[Saved data entries]
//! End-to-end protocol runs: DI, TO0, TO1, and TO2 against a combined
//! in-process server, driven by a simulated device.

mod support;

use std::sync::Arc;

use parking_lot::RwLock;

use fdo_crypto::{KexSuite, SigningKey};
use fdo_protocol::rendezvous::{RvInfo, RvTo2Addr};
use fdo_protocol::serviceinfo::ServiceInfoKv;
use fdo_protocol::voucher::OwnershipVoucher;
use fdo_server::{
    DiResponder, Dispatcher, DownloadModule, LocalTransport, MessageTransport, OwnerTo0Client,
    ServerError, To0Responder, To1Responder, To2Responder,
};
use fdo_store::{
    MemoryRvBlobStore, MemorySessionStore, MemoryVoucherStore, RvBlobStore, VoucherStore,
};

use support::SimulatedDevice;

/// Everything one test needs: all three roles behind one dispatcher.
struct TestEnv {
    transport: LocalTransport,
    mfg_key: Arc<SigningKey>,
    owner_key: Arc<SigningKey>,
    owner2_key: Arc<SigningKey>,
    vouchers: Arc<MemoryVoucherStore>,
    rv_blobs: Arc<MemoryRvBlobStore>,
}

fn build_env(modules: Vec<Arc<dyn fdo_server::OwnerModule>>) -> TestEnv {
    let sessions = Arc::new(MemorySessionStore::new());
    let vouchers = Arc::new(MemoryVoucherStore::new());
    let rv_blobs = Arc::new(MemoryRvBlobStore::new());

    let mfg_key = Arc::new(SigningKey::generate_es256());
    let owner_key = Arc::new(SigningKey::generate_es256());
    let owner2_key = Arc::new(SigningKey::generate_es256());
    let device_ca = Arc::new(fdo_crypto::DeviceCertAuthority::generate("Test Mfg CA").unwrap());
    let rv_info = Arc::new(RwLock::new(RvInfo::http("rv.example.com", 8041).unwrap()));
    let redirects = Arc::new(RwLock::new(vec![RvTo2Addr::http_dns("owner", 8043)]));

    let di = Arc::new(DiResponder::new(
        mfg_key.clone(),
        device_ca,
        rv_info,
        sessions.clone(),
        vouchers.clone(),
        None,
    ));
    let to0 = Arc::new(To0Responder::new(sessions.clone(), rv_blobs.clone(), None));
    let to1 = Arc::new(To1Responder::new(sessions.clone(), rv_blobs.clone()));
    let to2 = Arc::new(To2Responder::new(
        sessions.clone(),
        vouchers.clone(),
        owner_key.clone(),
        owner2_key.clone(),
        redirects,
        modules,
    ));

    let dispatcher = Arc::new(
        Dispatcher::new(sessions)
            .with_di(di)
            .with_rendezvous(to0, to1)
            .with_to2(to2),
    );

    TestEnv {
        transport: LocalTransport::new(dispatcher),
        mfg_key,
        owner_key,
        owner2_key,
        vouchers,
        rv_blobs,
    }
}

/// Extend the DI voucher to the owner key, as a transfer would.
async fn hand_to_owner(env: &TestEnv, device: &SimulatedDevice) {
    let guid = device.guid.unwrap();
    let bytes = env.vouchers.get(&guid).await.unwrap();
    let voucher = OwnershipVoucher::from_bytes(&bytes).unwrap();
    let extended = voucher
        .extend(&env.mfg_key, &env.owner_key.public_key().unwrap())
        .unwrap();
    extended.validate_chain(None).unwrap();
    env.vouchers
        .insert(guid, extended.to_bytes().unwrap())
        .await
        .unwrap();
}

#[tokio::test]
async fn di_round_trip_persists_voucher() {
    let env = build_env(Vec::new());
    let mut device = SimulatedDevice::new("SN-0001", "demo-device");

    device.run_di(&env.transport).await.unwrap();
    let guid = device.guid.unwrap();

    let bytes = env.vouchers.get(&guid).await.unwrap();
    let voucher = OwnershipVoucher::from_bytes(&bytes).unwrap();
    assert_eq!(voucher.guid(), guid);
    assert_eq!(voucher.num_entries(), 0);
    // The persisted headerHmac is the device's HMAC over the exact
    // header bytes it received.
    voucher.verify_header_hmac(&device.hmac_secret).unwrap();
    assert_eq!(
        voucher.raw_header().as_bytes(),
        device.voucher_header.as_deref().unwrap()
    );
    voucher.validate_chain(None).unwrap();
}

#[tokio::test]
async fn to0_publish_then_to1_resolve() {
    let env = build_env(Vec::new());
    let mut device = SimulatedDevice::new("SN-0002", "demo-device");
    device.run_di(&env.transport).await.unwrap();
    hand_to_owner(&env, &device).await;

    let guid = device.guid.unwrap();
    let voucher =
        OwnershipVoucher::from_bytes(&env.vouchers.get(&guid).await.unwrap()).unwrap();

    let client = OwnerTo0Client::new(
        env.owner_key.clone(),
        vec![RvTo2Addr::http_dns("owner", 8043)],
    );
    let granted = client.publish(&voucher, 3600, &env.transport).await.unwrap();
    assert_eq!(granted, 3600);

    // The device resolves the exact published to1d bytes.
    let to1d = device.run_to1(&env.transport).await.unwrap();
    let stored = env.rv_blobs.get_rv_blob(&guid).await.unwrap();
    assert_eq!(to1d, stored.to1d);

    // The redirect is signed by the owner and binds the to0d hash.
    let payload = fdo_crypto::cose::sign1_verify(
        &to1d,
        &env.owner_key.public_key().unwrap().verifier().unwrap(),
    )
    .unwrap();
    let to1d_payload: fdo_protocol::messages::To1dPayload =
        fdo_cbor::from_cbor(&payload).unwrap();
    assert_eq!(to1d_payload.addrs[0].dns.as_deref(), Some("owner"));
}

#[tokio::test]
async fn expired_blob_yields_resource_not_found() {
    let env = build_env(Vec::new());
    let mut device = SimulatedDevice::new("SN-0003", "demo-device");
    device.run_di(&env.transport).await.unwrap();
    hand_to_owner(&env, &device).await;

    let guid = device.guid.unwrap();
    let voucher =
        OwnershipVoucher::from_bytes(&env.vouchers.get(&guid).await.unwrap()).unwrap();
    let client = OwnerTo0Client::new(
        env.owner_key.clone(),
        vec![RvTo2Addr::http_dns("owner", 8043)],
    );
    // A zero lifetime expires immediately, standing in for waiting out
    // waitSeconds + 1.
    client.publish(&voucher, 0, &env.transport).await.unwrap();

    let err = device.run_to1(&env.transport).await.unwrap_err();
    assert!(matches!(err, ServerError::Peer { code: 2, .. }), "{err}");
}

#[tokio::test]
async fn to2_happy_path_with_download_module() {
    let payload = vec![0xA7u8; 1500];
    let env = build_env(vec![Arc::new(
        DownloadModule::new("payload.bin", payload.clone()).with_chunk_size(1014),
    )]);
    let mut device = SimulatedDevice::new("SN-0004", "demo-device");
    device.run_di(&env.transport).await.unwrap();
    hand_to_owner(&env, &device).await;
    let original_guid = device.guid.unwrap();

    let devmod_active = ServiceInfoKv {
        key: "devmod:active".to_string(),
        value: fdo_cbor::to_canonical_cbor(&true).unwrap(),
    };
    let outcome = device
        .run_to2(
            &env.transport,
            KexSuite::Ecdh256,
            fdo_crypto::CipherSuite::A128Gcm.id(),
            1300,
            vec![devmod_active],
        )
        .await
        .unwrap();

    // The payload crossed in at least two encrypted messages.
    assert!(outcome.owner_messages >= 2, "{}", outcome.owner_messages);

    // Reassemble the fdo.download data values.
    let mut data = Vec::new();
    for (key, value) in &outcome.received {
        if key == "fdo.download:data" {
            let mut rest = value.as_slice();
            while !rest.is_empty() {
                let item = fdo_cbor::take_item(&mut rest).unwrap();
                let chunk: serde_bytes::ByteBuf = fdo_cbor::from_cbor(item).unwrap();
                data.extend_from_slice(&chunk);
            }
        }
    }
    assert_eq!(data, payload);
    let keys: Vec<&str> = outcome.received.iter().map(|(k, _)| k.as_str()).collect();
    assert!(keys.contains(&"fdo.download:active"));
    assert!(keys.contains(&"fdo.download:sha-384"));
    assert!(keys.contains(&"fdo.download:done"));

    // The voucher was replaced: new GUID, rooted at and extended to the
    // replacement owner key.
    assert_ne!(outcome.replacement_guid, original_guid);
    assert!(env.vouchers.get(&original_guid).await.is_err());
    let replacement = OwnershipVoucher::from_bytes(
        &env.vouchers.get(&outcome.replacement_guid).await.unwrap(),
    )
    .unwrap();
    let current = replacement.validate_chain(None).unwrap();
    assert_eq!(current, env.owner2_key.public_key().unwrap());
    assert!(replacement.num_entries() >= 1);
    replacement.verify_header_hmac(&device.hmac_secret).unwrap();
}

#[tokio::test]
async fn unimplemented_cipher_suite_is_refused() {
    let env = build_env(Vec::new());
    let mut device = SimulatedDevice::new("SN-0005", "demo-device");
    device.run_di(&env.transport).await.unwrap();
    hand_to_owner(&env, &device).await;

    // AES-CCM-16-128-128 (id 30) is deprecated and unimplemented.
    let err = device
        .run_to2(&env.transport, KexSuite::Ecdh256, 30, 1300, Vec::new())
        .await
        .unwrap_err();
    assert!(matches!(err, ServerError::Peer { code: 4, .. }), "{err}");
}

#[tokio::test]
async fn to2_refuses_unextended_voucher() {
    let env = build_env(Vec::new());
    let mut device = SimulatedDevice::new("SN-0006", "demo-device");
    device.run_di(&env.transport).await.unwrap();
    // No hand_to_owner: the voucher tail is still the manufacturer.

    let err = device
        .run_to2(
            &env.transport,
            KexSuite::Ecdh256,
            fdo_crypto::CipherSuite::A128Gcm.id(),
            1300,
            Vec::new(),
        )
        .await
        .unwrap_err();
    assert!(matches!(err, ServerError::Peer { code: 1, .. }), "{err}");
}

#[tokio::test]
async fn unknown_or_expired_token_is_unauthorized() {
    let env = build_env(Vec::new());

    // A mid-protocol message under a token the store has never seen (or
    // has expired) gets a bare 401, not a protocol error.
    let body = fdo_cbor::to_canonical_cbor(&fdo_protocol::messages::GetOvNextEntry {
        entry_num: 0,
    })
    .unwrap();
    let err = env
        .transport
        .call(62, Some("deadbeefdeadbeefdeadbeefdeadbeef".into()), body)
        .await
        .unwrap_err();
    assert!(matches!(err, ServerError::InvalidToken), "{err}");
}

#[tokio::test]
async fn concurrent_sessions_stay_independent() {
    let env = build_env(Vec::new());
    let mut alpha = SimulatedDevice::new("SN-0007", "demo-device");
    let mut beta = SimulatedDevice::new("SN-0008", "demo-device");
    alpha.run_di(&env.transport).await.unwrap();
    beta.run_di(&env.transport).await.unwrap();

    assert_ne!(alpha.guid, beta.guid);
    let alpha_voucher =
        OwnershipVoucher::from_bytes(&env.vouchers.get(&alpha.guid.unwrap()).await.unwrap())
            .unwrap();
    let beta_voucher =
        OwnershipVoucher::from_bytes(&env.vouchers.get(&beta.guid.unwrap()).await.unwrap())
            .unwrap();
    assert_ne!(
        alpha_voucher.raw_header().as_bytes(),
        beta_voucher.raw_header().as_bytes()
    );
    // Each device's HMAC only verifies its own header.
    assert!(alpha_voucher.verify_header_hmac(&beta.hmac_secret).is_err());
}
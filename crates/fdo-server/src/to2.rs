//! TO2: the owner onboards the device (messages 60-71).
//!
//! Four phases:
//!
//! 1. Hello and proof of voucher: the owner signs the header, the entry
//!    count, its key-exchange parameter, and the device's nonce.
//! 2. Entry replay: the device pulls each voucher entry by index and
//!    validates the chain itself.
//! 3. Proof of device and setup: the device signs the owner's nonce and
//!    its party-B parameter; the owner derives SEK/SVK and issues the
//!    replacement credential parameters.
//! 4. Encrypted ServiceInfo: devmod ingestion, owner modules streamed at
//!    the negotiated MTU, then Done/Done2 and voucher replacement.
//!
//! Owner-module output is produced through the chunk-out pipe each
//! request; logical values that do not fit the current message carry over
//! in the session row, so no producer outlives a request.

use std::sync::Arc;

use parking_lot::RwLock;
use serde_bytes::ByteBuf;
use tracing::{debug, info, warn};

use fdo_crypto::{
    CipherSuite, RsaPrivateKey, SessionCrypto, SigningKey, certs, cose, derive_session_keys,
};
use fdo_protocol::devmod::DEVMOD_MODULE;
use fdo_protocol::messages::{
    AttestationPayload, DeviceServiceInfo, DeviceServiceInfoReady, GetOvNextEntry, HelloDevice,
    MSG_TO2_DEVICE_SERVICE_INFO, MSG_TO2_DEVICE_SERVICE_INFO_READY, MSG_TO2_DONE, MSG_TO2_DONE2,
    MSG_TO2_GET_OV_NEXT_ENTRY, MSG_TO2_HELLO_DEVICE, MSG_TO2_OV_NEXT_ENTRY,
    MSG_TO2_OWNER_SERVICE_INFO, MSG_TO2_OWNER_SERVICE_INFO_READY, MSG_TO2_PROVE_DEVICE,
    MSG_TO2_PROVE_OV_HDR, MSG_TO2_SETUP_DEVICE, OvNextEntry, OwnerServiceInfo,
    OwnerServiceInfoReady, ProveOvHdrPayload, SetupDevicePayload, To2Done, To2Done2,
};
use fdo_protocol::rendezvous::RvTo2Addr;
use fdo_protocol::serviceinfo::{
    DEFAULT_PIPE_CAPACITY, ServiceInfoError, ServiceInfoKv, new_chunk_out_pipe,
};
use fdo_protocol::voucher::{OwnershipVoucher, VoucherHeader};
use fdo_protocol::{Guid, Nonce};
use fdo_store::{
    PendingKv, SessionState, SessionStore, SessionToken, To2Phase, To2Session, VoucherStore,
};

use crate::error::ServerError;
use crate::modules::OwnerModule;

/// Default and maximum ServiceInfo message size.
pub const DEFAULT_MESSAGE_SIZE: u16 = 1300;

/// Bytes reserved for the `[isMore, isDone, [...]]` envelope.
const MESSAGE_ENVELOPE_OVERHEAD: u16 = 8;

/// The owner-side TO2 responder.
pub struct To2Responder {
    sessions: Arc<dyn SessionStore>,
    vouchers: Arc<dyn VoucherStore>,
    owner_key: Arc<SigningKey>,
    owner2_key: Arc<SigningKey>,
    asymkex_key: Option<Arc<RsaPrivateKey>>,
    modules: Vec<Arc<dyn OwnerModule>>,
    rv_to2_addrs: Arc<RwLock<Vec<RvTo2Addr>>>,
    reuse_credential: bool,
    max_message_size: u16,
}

* * *

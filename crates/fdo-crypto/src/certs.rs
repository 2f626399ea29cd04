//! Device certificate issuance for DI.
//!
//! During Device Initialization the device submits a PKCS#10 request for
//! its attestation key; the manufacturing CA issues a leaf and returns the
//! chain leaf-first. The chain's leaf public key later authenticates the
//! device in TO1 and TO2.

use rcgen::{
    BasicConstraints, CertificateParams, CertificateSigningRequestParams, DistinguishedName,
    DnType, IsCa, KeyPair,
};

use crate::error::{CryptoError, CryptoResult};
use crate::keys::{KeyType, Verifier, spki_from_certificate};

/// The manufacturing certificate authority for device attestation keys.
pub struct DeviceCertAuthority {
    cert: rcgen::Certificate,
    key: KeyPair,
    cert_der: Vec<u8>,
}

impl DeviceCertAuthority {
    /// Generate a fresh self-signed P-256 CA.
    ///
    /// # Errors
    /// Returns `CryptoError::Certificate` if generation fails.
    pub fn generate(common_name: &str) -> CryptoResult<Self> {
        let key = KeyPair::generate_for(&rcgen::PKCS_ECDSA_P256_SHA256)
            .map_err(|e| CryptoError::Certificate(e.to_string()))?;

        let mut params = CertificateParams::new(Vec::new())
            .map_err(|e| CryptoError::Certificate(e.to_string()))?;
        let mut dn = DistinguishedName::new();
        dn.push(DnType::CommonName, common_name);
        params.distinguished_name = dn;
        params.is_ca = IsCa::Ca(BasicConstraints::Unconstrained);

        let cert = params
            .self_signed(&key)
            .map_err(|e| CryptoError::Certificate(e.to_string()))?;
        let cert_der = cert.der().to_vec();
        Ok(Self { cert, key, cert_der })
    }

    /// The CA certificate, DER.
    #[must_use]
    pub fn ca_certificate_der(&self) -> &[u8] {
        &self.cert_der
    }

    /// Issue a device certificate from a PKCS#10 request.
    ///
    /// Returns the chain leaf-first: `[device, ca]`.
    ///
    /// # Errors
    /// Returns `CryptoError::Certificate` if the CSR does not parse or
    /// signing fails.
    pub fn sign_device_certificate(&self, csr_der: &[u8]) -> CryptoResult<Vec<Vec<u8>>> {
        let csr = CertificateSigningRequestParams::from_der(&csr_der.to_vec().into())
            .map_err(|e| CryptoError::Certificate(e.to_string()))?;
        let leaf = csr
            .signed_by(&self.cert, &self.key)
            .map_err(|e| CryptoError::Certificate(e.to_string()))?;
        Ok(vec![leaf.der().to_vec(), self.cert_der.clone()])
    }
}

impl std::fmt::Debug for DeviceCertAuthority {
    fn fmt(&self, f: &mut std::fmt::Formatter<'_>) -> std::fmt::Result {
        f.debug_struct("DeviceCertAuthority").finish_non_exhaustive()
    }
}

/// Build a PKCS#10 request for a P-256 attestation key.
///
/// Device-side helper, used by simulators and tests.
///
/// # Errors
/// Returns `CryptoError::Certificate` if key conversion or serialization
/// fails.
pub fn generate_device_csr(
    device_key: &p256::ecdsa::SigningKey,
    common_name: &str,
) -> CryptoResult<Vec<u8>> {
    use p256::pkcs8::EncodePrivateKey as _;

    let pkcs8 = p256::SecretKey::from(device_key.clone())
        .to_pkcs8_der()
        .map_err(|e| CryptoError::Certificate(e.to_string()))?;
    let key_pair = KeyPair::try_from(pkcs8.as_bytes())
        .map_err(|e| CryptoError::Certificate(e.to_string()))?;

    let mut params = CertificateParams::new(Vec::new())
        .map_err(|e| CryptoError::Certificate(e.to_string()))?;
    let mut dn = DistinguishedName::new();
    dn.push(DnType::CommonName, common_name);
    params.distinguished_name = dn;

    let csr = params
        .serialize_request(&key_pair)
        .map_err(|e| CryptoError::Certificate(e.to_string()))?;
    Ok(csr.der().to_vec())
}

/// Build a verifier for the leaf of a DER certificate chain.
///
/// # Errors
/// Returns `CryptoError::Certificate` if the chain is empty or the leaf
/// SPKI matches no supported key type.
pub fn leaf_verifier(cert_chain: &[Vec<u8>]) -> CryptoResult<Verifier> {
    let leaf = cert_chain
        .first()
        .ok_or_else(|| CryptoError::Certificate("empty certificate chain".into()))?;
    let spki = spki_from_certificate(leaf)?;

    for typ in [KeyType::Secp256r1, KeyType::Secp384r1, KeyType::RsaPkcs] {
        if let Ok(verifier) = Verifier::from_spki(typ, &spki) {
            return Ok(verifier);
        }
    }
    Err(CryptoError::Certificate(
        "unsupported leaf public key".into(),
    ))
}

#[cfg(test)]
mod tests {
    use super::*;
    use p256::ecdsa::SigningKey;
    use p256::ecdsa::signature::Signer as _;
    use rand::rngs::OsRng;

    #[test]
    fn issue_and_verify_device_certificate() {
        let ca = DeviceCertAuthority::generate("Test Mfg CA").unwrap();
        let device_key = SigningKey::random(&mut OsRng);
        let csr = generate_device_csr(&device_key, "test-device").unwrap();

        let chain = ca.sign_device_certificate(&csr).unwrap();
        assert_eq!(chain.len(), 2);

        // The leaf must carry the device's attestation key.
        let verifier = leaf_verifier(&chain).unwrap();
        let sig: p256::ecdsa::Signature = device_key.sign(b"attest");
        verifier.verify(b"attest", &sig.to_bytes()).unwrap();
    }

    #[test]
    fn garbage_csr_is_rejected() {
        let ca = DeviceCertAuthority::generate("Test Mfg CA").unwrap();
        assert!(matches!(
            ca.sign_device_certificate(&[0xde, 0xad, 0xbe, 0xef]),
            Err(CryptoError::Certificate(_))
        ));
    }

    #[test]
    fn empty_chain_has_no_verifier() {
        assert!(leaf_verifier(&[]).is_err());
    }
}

--

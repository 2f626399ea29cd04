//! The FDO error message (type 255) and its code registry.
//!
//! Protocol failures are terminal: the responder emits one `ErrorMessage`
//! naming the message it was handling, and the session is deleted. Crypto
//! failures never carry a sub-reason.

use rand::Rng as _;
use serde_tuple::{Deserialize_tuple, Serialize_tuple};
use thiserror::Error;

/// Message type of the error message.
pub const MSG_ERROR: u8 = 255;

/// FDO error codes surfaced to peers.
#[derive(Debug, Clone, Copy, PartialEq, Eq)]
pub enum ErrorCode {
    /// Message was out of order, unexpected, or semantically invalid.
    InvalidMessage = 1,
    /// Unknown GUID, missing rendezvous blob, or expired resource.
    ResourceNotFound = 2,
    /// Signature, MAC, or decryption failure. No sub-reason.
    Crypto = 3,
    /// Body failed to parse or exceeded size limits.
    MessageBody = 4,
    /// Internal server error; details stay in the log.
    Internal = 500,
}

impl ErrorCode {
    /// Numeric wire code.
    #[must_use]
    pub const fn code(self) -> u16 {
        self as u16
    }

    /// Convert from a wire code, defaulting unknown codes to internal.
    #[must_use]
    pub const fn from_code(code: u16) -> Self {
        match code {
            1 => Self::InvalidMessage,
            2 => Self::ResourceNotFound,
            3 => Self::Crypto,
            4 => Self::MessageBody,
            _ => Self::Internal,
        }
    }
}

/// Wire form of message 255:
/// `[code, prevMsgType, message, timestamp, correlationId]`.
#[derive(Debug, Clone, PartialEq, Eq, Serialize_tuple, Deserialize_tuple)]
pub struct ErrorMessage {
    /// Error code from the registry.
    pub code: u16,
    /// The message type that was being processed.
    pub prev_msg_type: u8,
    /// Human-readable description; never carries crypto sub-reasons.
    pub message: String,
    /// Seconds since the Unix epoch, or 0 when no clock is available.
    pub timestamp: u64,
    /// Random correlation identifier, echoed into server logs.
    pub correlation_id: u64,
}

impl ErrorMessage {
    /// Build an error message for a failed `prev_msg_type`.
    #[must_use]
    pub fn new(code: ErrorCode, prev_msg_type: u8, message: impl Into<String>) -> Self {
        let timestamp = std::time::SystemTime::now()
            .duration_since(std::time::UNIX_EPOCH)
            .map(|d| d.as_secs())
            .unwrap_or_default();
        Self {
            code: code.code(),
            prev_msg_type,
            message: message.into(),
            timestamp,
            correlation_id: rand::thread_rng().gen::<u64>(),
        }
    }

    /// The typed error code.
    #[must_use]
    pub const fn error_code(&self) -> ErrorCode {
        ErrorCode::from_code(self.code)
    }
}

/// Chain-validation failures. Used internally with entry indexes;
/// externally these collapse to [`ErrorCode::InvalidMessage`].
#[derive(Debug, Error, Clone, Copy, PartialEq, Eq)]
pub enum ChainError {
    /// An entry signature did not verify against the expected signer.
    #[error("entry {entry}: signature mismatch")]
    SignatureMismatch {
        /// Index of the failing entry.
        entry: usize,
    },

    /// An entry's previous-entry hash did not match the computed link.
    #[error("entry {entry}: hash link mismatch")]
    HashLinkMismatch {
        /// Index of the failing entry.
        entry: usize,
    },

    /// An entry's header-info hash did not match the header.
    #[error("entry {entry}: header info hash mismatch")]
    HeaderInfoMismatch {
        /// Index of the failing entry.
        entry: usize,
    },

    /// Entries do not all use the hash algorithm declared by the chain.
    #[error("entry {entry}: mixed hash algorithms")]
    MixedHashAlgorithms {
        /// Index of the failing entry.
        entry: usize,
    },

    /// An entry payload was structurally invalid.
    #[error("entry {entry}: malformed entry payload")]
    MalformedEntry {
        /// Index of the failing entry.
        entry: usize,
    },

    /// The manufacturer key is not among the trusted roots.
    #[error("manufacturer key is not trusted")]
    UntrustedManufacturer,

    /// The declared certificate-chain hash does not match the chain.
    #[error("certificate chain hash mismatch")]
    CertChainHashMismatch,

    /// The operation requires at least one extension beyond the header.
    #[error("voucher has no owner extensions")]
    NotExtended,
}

§ PROBLEM REQUIREMENTS
From the records above, copy every line that holds the word "push".

§ RESPONSE
        dn.push(DnType::CommonName, common_name);
    dn.push(DnType::CommonName, common_name);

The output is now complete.